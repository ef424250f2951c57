use chrono::{DateTime, Duration, Utc};
use jsonwebtoken::{decode, encode, Algorithm, Header, Validation};
use rocket::http::{Cookie, CookieJar, Status};
use rocket::time::OffsetDateTime;
use serde::{Deserialize, Serialize};

use crate::data::student::StudentId;
use crate::resp::problem::Problem;
use crate::security::Security;

pub static AUTH_COOKIE_NAME: &str = "workload_session";

/// Claims of the session cookie issued after a successful identity assertion.
#[derive(Debug, Clone, PartialEq, Serialize, Deserialize)]
pub struct SessionToken {
    #[serde(with = "jwt_numeric_date")]
    iat: DateTime<Utc>,
    #[serde(with = "jwt_numeric_date")]
    exp: DateTime<Utc>,
    pub sub: StudentId,
}

impl SessionToken {
    pub fn new(student: &StudentId, lifetime: Duration) -> SessionToken {
        let now = Utc::now();
        SessionToken {
            iat: now,
            exp: now + lifetime,
            sub: student.clone(),
        }
    }

    pub fn encode_jwt(&self, security: &Security) -> Result<String, jsonwebtoken::errors::Error> {
        let header = Header::new(Algorithm::PS256);
        encode(&header, self, security.encoding_key())
    }

    pub fn cookie(
        &self,
        security: &Security,
    ) -> Result<Cookie<'static>, jsonwebtoken::errors::Error> {
        Ok(Cookie::build((AUTH_COOKIE_NAME, self.encode_jwt(security)?))
            .secure(true)
            .expires(OffsetDateTime::from_unix_timestamp(self.exp.timestamp()).ok())
            .path("/")
            .http_only(true)
            .build())
    }
}

pub fn auth_problem(detail: impl ToString) -> Problem {
    Problem::new_untyped(Status::Unauthorized, "Unable to authenticate student.")
        .detail(detail)
        .clone()
}

pub fn decode_token(token: &str, security: &Security) -> Result<SessionToken, Problem> {
    decode::<SessionToken>(
        token,
        security.decoding_key(),
        &Validation::new(Algorithm::PS256),
    )
    .map(|data| data.claims)
    .map_err(Problem::from)
}

pub fn extract_claims(cookies: &CookieJar, security: &Security) -> Result<SessionToken, Problem> {
    let token = match cookies.get(AUTH_COOKIE_NAME) {
        Some(jwt) => jwt.value().to_owned(),
        None => {
            return Err(auth_problem("No session cookie."));
        }
    };
    tracing::trace!("extracted session token from cookie");

    let claims = decode_token(&token, security)?;
    tracing::debug!("decoded session token for student: {}", claims.sub);
    Ok(claims)
}

mod jwt_numeric_date {
    //! Serializes `DateTime<Utc>` as a JWT "Numeric Date" (RFC 7519 section 2).
    use chrono::{DateTime, TimeZone, Utc};
    use serde::{self, Deserialize, Deserializer, Serializer};

    pub fn serialize<S>(date: &DateTime<Utc>, serializer: S) -> Result<S::Ok, S::Error>
    where
        S: Serializer,
    {
        serializer.serialize_i64(date.timestamp())
    }

    pub fn deserialize<'de, D>(deserializer: D) -> Result<DateTime<Utc>, D::Error>
    where
        D: Deserializer<'de>,
    {
        Utc.timestamp_opt(i64::deserialize(deserializer)?, 0)
            .single()
            .ok_or_else(|| serde::de::Error::custom("Invalid Unix timestamp value."))
    }
}

#[cfg(test)]
mod tests {
    use super::*;
    use crate::security::test_security;
    use chrono::SubsecRound;

    #[test]
    fn session_token_roundtrips() {
        let security = test_security();
        let now = Utc::now().round_subsecs(0);
        let token = SessionToken {
            iat: now,
            exp: now + Duration::days(7),
            sub: StudentId::from("student1"),
        };

        let jwt = token
            .encode_jwt(&security)
            .expect("encoding should work for example");
        let decoded = decode_token(&jwt, &security).expect("token should decode");

        assert_eq!(decoded, token);
    }

    #[test]
    fn expired_token_is_rejected() {
        let security = test_security();
        let issued = Utc::now() - Duration::days(30);
        let token = SessionToken {
            iat: issued,
            exp: issued + Duration::days(7),
            sub: StudentId::from("student1"),
        };

        let jwt = token.encode_jwt(&security).unwrap();
        let problem = decode_token(&jwt, &security).unwrap_err();
        assert_eq!(problem.status, Status::Unauthorized);
        assert_eq!(problem.title, "Expired session token.");
    }

    #[test]
    fn tampered_token_is_rejected() {
        let security = test_security();
        let jwt = SessionToken::new(&StudentId::from("student1"), Duration::days(1))
            .encode_jwt(&security)
            .unwrap();

        let tampered = format!("{}x", jwt);
        assert!(decode_token(&tampered, &security).is_err());
    }
}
====
Print out every entry, keeping each one exact.

repository ef424250f2951c57
use chrono::{DateTime, Duration, Utc};
use jsonwebtoken::{decode, encode, Algorithm, Header, Validation};
use rocket::http::{Cookie, CookieJar, Status};
use rocket::time::OffsetDateTime;
use serde::{Deserialize, Serialize};

use crate::data::student::StudentId;
use crate::resp::problem::Problem;
use crate::security::Security;

pub static AUTH_COOKIE_NAME: &str = "workload_session";

/// Claims of the session cookie issued after a successful identity assertion.
#[derive(Debug, Clone, PartialEq, Serialize, Deserialize)]
pub struct SessionToken {
    #[serde(with = "jwt_numeric_date")]
    iat: DateTime<Utc>,
    #[serde(with = "jwt_numeric_date")]
    exp: DateTime<Utc>,
    pub sub: StudentId,
}

impl SessionToken {
    pub fn new(student: &StudentId, lifetime: Duration) -> SessionToken {
        let now = Utc::now();
        SessionToken {
            iat: now,
            exp: now + lifetime,
            sub: student.clone(),
        }
    }

    pub fn encode_jwt(&self, security: &Security) -> Result<String, jsonwebtoken::errors::Error> {
        let header = Header::new(Algorithm::PS256);
        encode(&header, self, security.encoding_key())
    }

    pub fn cookie(
        &self,
        security: &Security,
    ) -> Result<Cookie<'static>, jsonwebtoken::errors::Error> {
        Ok(Cookie::build((AUTH_COOKIE_NAME, self.encode_jwt(security)?))
            .secure(true)
            .expires(OffsetDateTime::from_unix_timestamp(self.exp.timestamp()).ok())
            .path("/")
            .http_only(true)
            .build())
    }
}

pub fn auth_problem(detail: impl ToString) -> Problem {
    Problem::new_untyped(Status::Unauthorized, "Unable to authenticate student.")
        .detail(detail)
        .clone()
}

pub fn decode_token(token: &str, security: &Security) -> Result<SessionToken, Problem> {
    decode::<SessionToken>(
        token,
        security.decoding_key(),
        &Validation::new(Algorithm::PS256),
    )
    .map(|data| data.claims)
    .map_err(Problem::from)
}

pub fn extract_claims(cookies: &CookieJar, security: &Security) -> Result<SessionToken, Problem> {
    let token = match cookies.get(AUTH_COOKIE_NAME) {
        Some(jwt) => jwt.value().to_owned(),
        None => {
            return Err(auth_problem("No session cookie."));
        }
    };
    tracing::trace!("extracted session token from cookie");

    let claims = decode_token(&token, security)?;
    tracing::debug!("decoded session token for student: {}", claims.sub);
    Ok(claims)
}

mod jwt_numeric_date {
    //! Serializes `DateTime<Utc>` as a JWT "Numeric Date" (RFC 7519 section 2).
    use chrono::{DateTime, TimeZone, Utc};
    use serde::{self, Deserialize, Deserializer, Serializer};

    pub fn serialize<S>(date: &DateTime<Utc>, serializer: S) -> Result<S::Ok, S::Error>
    where
        S: Serializer,
    {
        serializer.serialize_i64(date.timestamp())
    }

    pub fn deserialize<'de, D>(deserializer: D) -> Result<DateTime<Utc>, D::Error>
    where
        D: Deserializer<'de>,
    {
        Utc.timestamp_opt(i64::deserialize(deserializer)?, 0)
            .single()
            .ok_or_else(|| serde::de::Error::custom("Invalid Unix timestamp value."))
    }
}

#[cfg(test)]
mod tests {
    use super::*;
    use crate::security::test_security;
    use chrono::SubsecRound;

    #[test]
    fn session_token_roundtrips() {
        let security = test_security();
        let now = Utc::now().round_subsecs(0);
        let token = SessionToken {
            iat: now,
            exp: now + Duration::days(7),
            sub: StudentId::from("student1"),
        };

        let jwt = token
            .encode_jwt(&security)
            .expect("encoding should work for example");
        let decoded = decode_token(&jwt, &security).expect("token should decode");

        assert_eq!(decoded, token);
    }

    #[test]
    fn expired_token_is_rejected() {
        let security = test_security();
        let issued = Utc::now() - Duration::days(30);
        let token = SessionToken {
            iat: issued,
            exp: issued + Duration::days(7),
            sub: StudentId::from("student1"),
        };

        let jwt = token.encode_jwt(&security).unwrap();
        let problem = decode_token(&jwt, &security).unwrap_err();
        assert_eq!(problem.status, Status::Unauthorized);
        assert_eq!(problem.title, "Expired session token.");
    }

    #[test]
    fn tampered_token_is_rejected() {
        let security = test_security();
        let jwt = SessionToken::new(&StudentId::from("student1"), Duration::days(1))
            .encode_jwt(&security)
            .unwrap();

        let tampered = format!("{}x", jwt);
        assert!(decode_token(&tampered, &security).is_err());
    }
}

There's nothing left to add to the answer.